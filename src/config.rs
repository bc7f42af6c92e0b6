//! Designer configuration.
//!
//! Loaded from TOML by the host or built from [`DesignerConfig::default`].
//! Every key is optional; missing keys keep their defaults.
//!
//! ```toml
//! form_name = "Intake Form"
//! form_acronym = "IF"
//! id_width = 5
//! animation_ms = 150
//! default_layout = "inline"
//! year_window = 8
//! ```

use serde::{Deserialize, Serialize};

use crate::error::{FormError, Result};

/// Label placement applied to new fields.
#[derive(Clone, Copy, Debug, Default, PartialEq, Eq, Serialize, Deserialize)]
#[serde(rename_all = "lowercase")]
pub enum FieldLayout {
    #[default]
    Inline,
    Block,
}

impl FieldLayout {
    pub fn as_str(self) -> &'static str {
        match self {
            FieldLayout::Inline => "inline",
            FieldLayout::Block => "block",
        }
    }
}

#[derive(Clone, Debug, PartialEq, Serialize, Deserialize)]
#[serde(default)]
pub struct DesignerConfig {
    /// Display name of the form being edited.
    pub form_name: String,
    /// Prefix of every generated element id (`TF-00001`).
    pub form_acronym: String,
    /// Zero-padded width of the numeric part of generated ids.
    pub id_width: usize,
    /// Duration of enter and exit transitions in milliseconds.
    pub animation_ms: u64,
    pub default_layout: FieldLayout,
    /// Number of years listed by the calendar's year picker.
    pub year_window: usize,
}

impl Default for DesignerConfig {
    fn default() -> Self {
        Self {
            form_name: "Test Form".to_string(),
            form_acronym: "TF".to_string(),
            id_width: 5,
            animation_ms: 150,
            default_layout: FieldLayout::Inline,
            year_window: 8,
        }
    }
}

impl DesignerConfig {
    /// Parse a configuration from TOML text.
    pub fn from_toml_str(source: &str) -> Result<Self> {
        let config: DesignerConfig = toml::from_str(source)?;
        config.validate()?;
        Ok(config)
    }

    /// Reject values that would produce unusable ids or pickers.
    pub fn validate(&self) -> Result<()> {
        if self.form_acronym.trim().is_empty() {
            return Err(FormError::Config("form_acronym must not be empty".into()));
        }
        if self.id_width == 0 {
            return Err(FormError::Config("id_width must be at least 1".into()));
        }
        if self.year_window == 0 {
            return Err(FormError::Config("year_window must be at least 1".into()));
        }
        Ok(())
    }
}

#[cfg(test)]
mod tests {
    use super::*;

    #[test]
    fn test_defaults_match_blank_form() {
        let config = DesignerConfig::default();
        assert_eq!(config.form_name, "Test Form");
        assert_eq!(config.form_acronym, "TF");
        assert_eq!(config.id_width, 5);
        assert_eq!(config.animation_ms, 150);
        assert_eq!(config.default_layout, FieldLayout::Inline);
    }

    #[test]
    fn test_partial_toml_keeps_defaults() {
        let config = DesignerConfig::from_toml_str("form_acronym = \"IF\"\ndefault_layout = \"block\"\n")
            .unwrap();
        assert_eq!(config.form_acronym, "IF");
        assert_eq!(config.default_layout, FieldLayout::Block);
        assert_eq!(config.id_width, 5);
    }

    #[test]
    fn test_invalid_toml_is_config_error() {
        let err = DesignerConfig::from_toml_str("id_width = \"wide\"").unwrap_err();
        assert!(matches!(err, FormError::Config(_)));
    }

    #[test]
    fn test_empty_acronym_rejected() {
        let err = DesignerConfig::from_toml_str("form_acronym = \"  \"").unwrap_err();
        assert!(matches!(err, FormError::Config(_)));
    }
}
//! Dynamic values stored in reactive records.

use std::fmt;

use serde_json::Number;

use super::object::ReactiveObject;

/// A field value.
///
/// Nested JSON objects become nested [`ReactiveObject`]s so that their fields
/// are individually reactive. Arrays stay plain: replacing the whole list is
/// the supported way to change one.
#[derive(Clone, Debug, Default, PartialEq)]
pub enum Value {
    #[default]
    Null,
    Bool(bool),
    Number(f64),
    Text(String),
    List(Vec<Value>),
    Record(ReactiveObject),
}

impl Value {
    pub fn type_name(&self) -> &'static str {
        match self {
            Value::Null => "null",
            Value::Bool(_) => "bool",
            Value::Number(_) => "number",
            Value::Text(_) => "text",
            Value::List(_) => "list",
            Value::Record(_) => "record",
        }
    }

    pub fn is_null(&self) -> bool {
        matches!(self, Value::Null)
    }

    pub fn as_str(&self) -> Option<&str> {
        match self {
            Value::Text(text) => Some(text),
            _ => None,
        }
    }

    pub fn as_bool(&self) -> Option<bool> {
        match self {
            Value::Bool(flag) => Some(*flag),
            _ => None,
        }
    }

    pub fn as_f64(&self) -> Option<f64> {
        match self {
            Value::Number(number) => Some(*number),
            _ => None,
        }
    }

    pub fn as_list(&self) -> Option<&[Value]> {
        match self {
            Value::List(items) => Some(items),
            _ => None,
        }
    }

    pub fn as_record(&self) -> Option<&ReactiveObject> {
        match self {
            Value::Record(record) => Some(record),
            _ => None,
        }
    }

    /// Convert from JSON, turning objects into fresh reactive records.
    pub fn from_json(json: &serde_json::Value) -> Value {
        match json {
            serde_json::Value::Null => Value::Null,
            serde_json::Value::Bool(flag) => Value::Bool(*flag),
            serde_json::Value::Number(number) => Value::Number(number.as_f64().unwrap_or(0.0)),
            serde_json::Value::String(text) => Value::Text(text.clone()),
            serde_json::Value::Array(items) => Value::List(items.iter().map(Value::from_json).collect()),
            serde_json::Value::Object(map) => Value::Record(ReactiveObject::from_map(map)),
        }
    }

    /// Convert to JSON. Records are read through [`ReactiveObject::to_json`],
    /// so calling this inside an effect tracks every nested field.
    pub fn to_json(&self) -> serde_json::Value {
        match self {
            Value::Null => serde_json::Value::Null,
            Value::Bool(flag) => serde_json::Value::Bool(*flag),
            Value::Number(number) => number_to_json(*number),
            Value::Text(text) => serde_json::Value::String(text.clone()),
            Value::List(items) => serde_json::Value::Array(items.iter().map(Value::to_json).collect()),
            Value::Record(record) => record.to_json(),
        }
    }

    pub(crate) fn to_json_untracked(&self) -> serde_json::Value {
        match self {
            Value::List(items) => {
                serde_json::Value::Array(items.iter().map(Value::to_json_untracked).collect())
            }
            Value::Record(record) => record.snapshot(),
            other => other.to_json(),
        }
    }
}

fn number_to_json(number: f64) -> serde_json::Value {
    if number.fract() == 0.0 && number.abs() < i64::MAX as f64 {
        return serde_json::Value::Number(Number::from(number as i64));
    }
    Number::from_f64(number)
        .map(serde_json::Value::Number)
        .unwrap_or(serde_json::Value::Null)
}

impl fmt::Display for Value {
    fn fmt(&self, f: &mut fmt::Formatter<'_>) -> fmt::Result {
        match self {
            Value::Null => Ok(()),
            Value::Bool(flag) => write!(f, "{flag}"),
            Value::Number(number) => write!(f, "{number}"),
            Value::Text(text) => f.write_str(text),
            other => write!(f, "{}", other.to_json_untracked()),
        }
    }
}

// =============================================================================
// Conversions into Value
// =============================================================================

impl From<bool> for Value {
    fn from(flag: bool) -> Self {
        Value::Bool(flag)
    }
}

impl From<f64> for Value {
    fn from(number: f64) -> Self {
        Value::Number(number)
    }
}

impl From<i32> for Value {
    fn from(number: i32) -> Self {
        Value::Number(number.into())
    }
}

impl From<i64> for Value {
    fn from(number: i64) -> Self {
        Value::Number(number as f64)
    }
}

impl From<&str> for Value {
    fn from(text: &str) -> Self {
        Value::Text(text.to_string())
    }
}

impl From<String> for Value {
    fn from(text: String) -> Self {
        Value::Text(text)
    }
}

impl From<Vec<Value>> for Value {
    fn from(items: Vec<Value>) -> Self {
        Value::List(items)
    }
}

impl From<ReactiveObject> for Value {
    fn from(record: ReactiveObject) -> Self {
        Value::Record(record)
    }
}

impl<T: Into<Value>> From<Option<T>> for Value {
    fn from(value: Option<T>) -> Self {
        value.map_or(Value::Null, Into::into)
    }
}

impl From<&serde_json::Value> for Value {
    fn from(json: &serde_json::Value) -> Self {
        Value::from_json(json)
    }
}

// =============================================================================
// Conversions out of Value
// =============================================================================

/// Types a [`Value`] can be read back as.
pub trait FromValue: Sized {
    /// Name used in type-mismatch errors.
    const EXPECTED: &'static str;

    fn from_value(value: Value) -> Option<Self>;
}

impl FromValue for Value {
    const EXPECTED: &'static str = "any";

    fn from_value(value: Value) -> Option<Self> {
        Some(value)
    }
}

impl FromValue for bool {
    const EXPECTED: &'static str = "bool";

    fn from_value(value: Value) -> Option<Self> {
        value.as_bool()
    }
}

impl FromValue for f64 {
    const EXPECTED: &'static str = "number";

    fn from_value(value: Value) -> Option<Self> {
        value.as_f64()
    }
}

impl FromValue for i64 {
    const EXPECTED: &'static str = "integer";

    fn from_value(value: Value) -> Option<Self> {
        value
            .as_f64()
            .filter(|number| number.fract() == 0.0)
            .map(|number| number as i64)
    }
}

impl FromValue for String {
    const EXPECTED: &'static str = "text";

    fn from_value(value: Value) -> Option<Self> {
        match value {
            Value::Text(text) => Some(text),
            _ => None,
        }
    }
}

impl FromValue for Vec<Value> {
    const EXPECTED: &'static str = "list";

    fn from_value(value: Value) -> Option<Self> {
        match value {
            Value::List(items) => Some(items),
            _ => None,
        }
    }
}

impl FromValue for ReactiveObject {
    const EXPECTED: &'static str = "record";

    fn from_value(value: Value) -> Option<Self> {
        match value {
            Value::Record(record) => Some(record),
            _ => None,
        }
    }
}

impl<T: FromValue> FromValue for Option<T> {
    const EXPECTED: &'static str = T::EXPECTED;

    fn from_value(value: Value) -> Option<Self> {
        match value {
            Value::Null => Some(None),
            other => T::from_value(other).map(Some),
        }
    }
}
——————————
Note every line above where the string "PartialEq" shows up, and copy those lines.

#[derive(Clone, Copy, Debug, Default, PartialEq, Eq, Serialize, Deserialize)]
#[derive(Clone, Debug, PartialEq, Serialize, Deserialize)]
#[derive(Clone, Debug, Default, PartialEq)]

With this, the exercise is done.